From novel to comic strip
It is on the shoulders of Frédéric Brrémaud and Christophe Picaud that rests the responsibility of putting into image the often abundant ideas contained in the books of Jules Vernes. Planned in two volumes, A 15-year-old captain multiplies the adventures in a few pages. Frédéric Brrémaud's screenplay is close to the novel by using the technical vocabulary of the navy and extracts from the original text. However, the comic book version of A 15-Year-Old Captain remains accessible to all readers, even the youngest. They will be thrown into the middle of an inconstant ocean, sometimes flat and then suddenly tumultuous. The cartoonist Christophe Picaud has a rounded style that will appeal to the youngest. He is very comfortable in the reconstructions of the city of Auckland and the wooden sailboat.
A current story?
We can think that Jules Verne's novel is marked by time. Of course, we are in another era. Pre-teens don't go on a ship halfway around the world without their parents. You don't travel a month and a half to the United States. These wrinkles of time are rather a journey into a past where the slave trade still exists. However, we can find that this old drama is a little too softened by the passage in comics. But a 15-year-old captain finds a new topicality. Whaling is experiencing a golden age that explains the current scarcity of cetaceans. This captain responsible for his sailors can be reminiscent of a boss suffering from the covid crisis who risks seeing his employees leave for other companies. Young readers will love it when a child is a 15-year-old captain.

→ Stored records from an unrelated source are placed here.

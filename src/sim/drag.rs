//! Drag engine - placement, snapping and rejection of masses
//!
//! States: `Idle -> Dragging -> {Snapped, Rejected, Reverted, Discarded} -> Idle`.
//!
//! A drop is handled in two phases. [`evaluate_drop`] does all hit testing
//! and rule checks against the unmodified registry and returns a
//! [`DropDecision`]; [`commit`] applies it. Only the accept branch of
//! `commit` writes a new slot, so a rejected or reverted drop can never leave
//! the registry half-updated.

use glam::Vec2;
use serde::{Deserialize, Serialize};

use super::geometry::{Rect, Side, catchment_zone, nearest_slot};
use super::registry::{MassId, RegistryStore};

/// Notice shown when Basic mode refuses a second mass on one side
pub const BASIC_MODE_NOTICE: &str = "Basic mode: only one mass per side";

/// Platform pointer identifier
pub type PointerId = i32;

/// Placement/validation regime
#[derive(Debug, Clone, Copy, PartialEq, Eq, Default, Serialize, Deserialize)]
pub enum LabMode {
    /// At most one mass per side; two aggregate table rows
    #[default]
    Basic,
    /// Unlimited masses; one table row per mass
    Advanced,
}

impl LabMode {
    pub fn from_advanced(advanced: bool) -> Self {
        if advanced {
            LabMode::Advanced
        } else {
            LabMode::Basic
        }
    }

    pub fn is_advanced(&self) -> bool {
        *self == LabMode::Advanced
    }

    /// Masses allowed on each non-centre side
    pub fn capacity_per_side(&self) -> Option<usize> {
        match self {
            LabMode::Basic => Some(1),
            LabMode::Advanced => None,
        }
    }
}

/// Where a drag gesture started
#[derive(Debug, Clone, Copy, PartialEq)]
pub enum DragSource {
    /// A storage tile of the given mass (kg)
    Storage { value: f64 },
    /// A mass already on the beam
    Placed { id: MassId },
}

/// What is being dragged
#[derive(Debug, Clone, Copy, PartialEq)]
pub enum DragTarget {
    /// Tile not yet registered; gets an id only if the drop is accepted
    NewTile { value: f64 },
    Placed { id: MassId },
}

/// Placement context captured at pointer-down, used to revert
#[derive(Debug, Clone, Copy, PartialEq, Eq)]
pub struct DragOrigin {
    pub position: i32,
    /// Registry order index (visual sibling order)
    pub index: Option<usize>,
}

/// The one in-flight drag gesture
#[derive(Debug, Clone, PartialEq)]
pub struct DragSession {
    pub target: DragTarget,
    pub pointer_id: PointerId,
    /// Grab point relative to the element's top-left corner
    pub offset: Vec2,
    pub origin: DragOrigin,
}

impl DragSession {
    pub fn placed_id(&self) -> Option<MassId> {
        match self.target {
            DragTarget::Placed { id } => Some(id),
            DragTarget::NewTile { .. } => None,
        }
    }
}

/// Single nullable session slot with a pointer-id guard
#[derive(Debug, Default)]
pub struct DragSessionStore {
    active: Option<DragSession>,
}

impl DragSessionStore {
    pub fn new() -> Self {
        Self::default()
    }

    pub fn is_active(&self) -> bool {
        self.active.is_some()
    }

    pub fn active(&self) -> Option<&DragSession> {
        self.active.as_ref()
    }

    /// Idle -> Dragging.
    ///
    /// Returns `None` (gesture ignored) when a session is already active or
    /// the placed mass is not in the registry.
    pub fn begin(
        &mut self,
        source: DragSource,
        pointer_id: PointerId,
        offset: Vec2,
        registry: &RegistryStore,
    ) -> Option<&DragSession> {
        if self.active.is_some() {
            log::debug!("pointer {pointer_id} ignored: drag already active");
            return None;
        }

        let (target, origin) = match source {
            DragSource::Storage { value } => (
                DragTarget::NewTile { value },
                DragOrigin {
                    position: 0,
                    index: None,
                },
            ),
            DragSource::Placed { id } => {
                let mass = registry.get(id)?;
                (
                    DragTarget::Placed { id },
                    DragOrigin {
                        position: mass.position,
                        index: registry.index_of(id),
                    },
                )
            }
        };

        self.active = Some(DragSession {
            target,
            pointer_id,
            offset,
            origin,
        });
        self.active.as_ref()
    }

    /// Element top-left for a pointer position, if the pointer owns the drag
    pub fn drag_to(&self, pointer_id: PointerId, pointer: Vec2) -> Option<Vec2> {
        let session = self.active.as_ref()?;
        (session.pointer_id == pointer_id).then(|| pointer - session.offset)
    }

    /// Consume the session for a pointer-up/cancel from the owning pointer
    pub fn finish(&mut self, pointer_id: PointerId) -> Option<DragSession> {
        match &self.active {
            Some(s) if s.pointer_id == pointer_id => self.active.take(),
            _ => None,
        }
    }
}

/// Verdict of the evaluate phase
#[derive(Debug, Clone, Copy, PartialEq, Eq)]
pub enum DropDecision {
    /// Place at the slot
    Accept { slot: i32 },
    /// Slot is inside the catchment zone but the side is full
    Reject { slot: i32 },
    /// Outside the zone: put a placed mass back where it was
    Revert,
    /// Outside the zone (or orphaned): throw the element away
    Discard,
}

/// Terminal state of a drag, after commit
#[derive(Debug, Clone, Copy, PartialEq, Eq)]
pub enum DropOutcome {
    Snapped {
        id: MassId,
        position: i32,
        created: bool,
    },
    /// Capacity rule refused the drop; placed masses were reverted
    Rejected {
        id: Option<MassId>,
        attempted_slot: i32,
        restored_position: Option<i32>,
    },
    Reverted {
        id: MassId,
        position: i32,
    },
    Discarded,
}

impl DropOutcome {
    /// Notice to show the student, if any
    pub fn notice(&self) -> Option<&'static str> {
        match self {
            DropOutcome::Rejected { .. } => Some(BASIC_MODE_NOTICE),
            _ => None,
        }
    }

    /// Element should stay on the beam (vs. being removed)
    pub fn keeps_element(&self) -> bool {
        match self {
            DropOutcome::Snapped { .. } | DropOutcome::Reverted { .. } => true,
            DropOutcome::Rejected { id, .. } => id.is_some(),
            DropOutcome::Discarded => false,
        }
    }
}

/// Evaluate a release without touching the registry.
///
/// `center` is the dragged element's centre in client space and `beam` the
/// beam surface's bounding box.
pub fn evaluate_drop(
    session: &DragSession,
    center: Vec2,
    beam: &Rect,
    registry: &RegistryStore,
    mode: LabMode,
) -> DropDecision {
    let placed = session.placed_id();
    if let Some(id) = placed {
        if !registry.contains(id) {
            // Registry was cleared under the gesture
            return DropDecision::Discard;
        }
    }

    if !catchment_zone(beam).contains(center) {
        return if placed.is_some() {
            DropDecision::Revert
        } else {
            DropDecision::Discard
        };
    }

    let slot = nearest_slot(center.x, beam);
    let side = Side::of(slot);

    if let Some(capacity) = mode.capacity_per_side() {
        if side != Side::Center && registry.count_on_side(side, placed) >= capacity {
            return DropDecision::Reject { slot };
        }
    }

    DropDecision::Accept { slot }
}

/// Apply a decision. The only registry writes happen here.
pub fn commit(
    session: &DragSession,
    decision: DropDecision,
    registry: &mut RegistryStore,
) -> DropOutcome {
    match (decision, session.target) {
        (DropDecision::Accept { slot }, DragTarget::NewTile { value }) => {
            let id = registry.add_at(value, slot).id;
            log::info!("mass {id} ({value} kg) placed at {slot}");
            DropOutcome::Snapped {
                id,
                position: slot,
                created: true,
            }
        }
        (DropDecision::Accept { slot }, DragTarget::Placed { id }) => {
            if registry.set_position(id, slot) {
                log::info!("mass {id} moved to {slot}");
                DropOutcome::Snapped {
                    id,
                    position: slot,
                    created: false,
                }
            } else {
                DropOutcome::Discarded
            }
        }
        (DropDecision::Reject { slot }, DragTarget::NewTile { .. }) => {
            log::info!("new tile rejected at {slot}: side full");
            DropOutcome::Rejected {
                id: None,
                attempted_slot: slot,
                restored_position: None,
            }
        }
        (DropDecision::Reject { slot }, DragTarget::Placed { id }) => {
            restore(session, id, registry);
            log::info!("mass {id} rejected at {slot}: side full");
            DropOutcome::Rejected {
                id: Some(id),
                attempted_slot: slot,
                restored_position: Some(session.origin.position),
            }
        }
        (DropDecision::Revert, DragTarget::Placed { id }) => {
            restore(session, id, registry);
            log::debug!("mass {id} reverted to {}", session.origin.position);
            DropOutcome::Reverted {
                id,
                position: session.origin.position,
            }
        }
        (DropDecision::Revert, DragTarget::NewTile { .. }) | (DropDecision::Discard, _) => {
            log::debug!("drag discarded");
            DropOutcome::Discarded
        }
    }
}

/// Put a placed mass back at its pre-drag slot and order
fn restore(session: &DragSession, id: MassId, registry: &mut RegistryStore) {
    registry.set_position(id, session.origin.position);
    if let Some(index) = session.origin.index {
        registry.move_to_index(id, index);
    }
}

The dog that became the mascot of the Pilgrim will touch them. There are also timeless elements: young readers will be seduced by this initiatory story.Although an orphan, Dick Sang is full of spirit. He is also very brave because a storm does not prevent him from climbing to the top of the masts. The cousin is very strange, funny, crazy and knowledgeable. His all-consuming passion for science is reminiscent of Sunflower. Castaways join the crew forming an unprecedented community of solidarity. Frédéric Brrémaud and Christophe Picaud defeated the storms of A 15-year-old captain. The reader never has the impression of reading an illustrated novel but enjoys both the happiness of the original story while enjoying the dynamism of the comic. You can find on our site other adaptations in comics with Amen and A popular history of the France.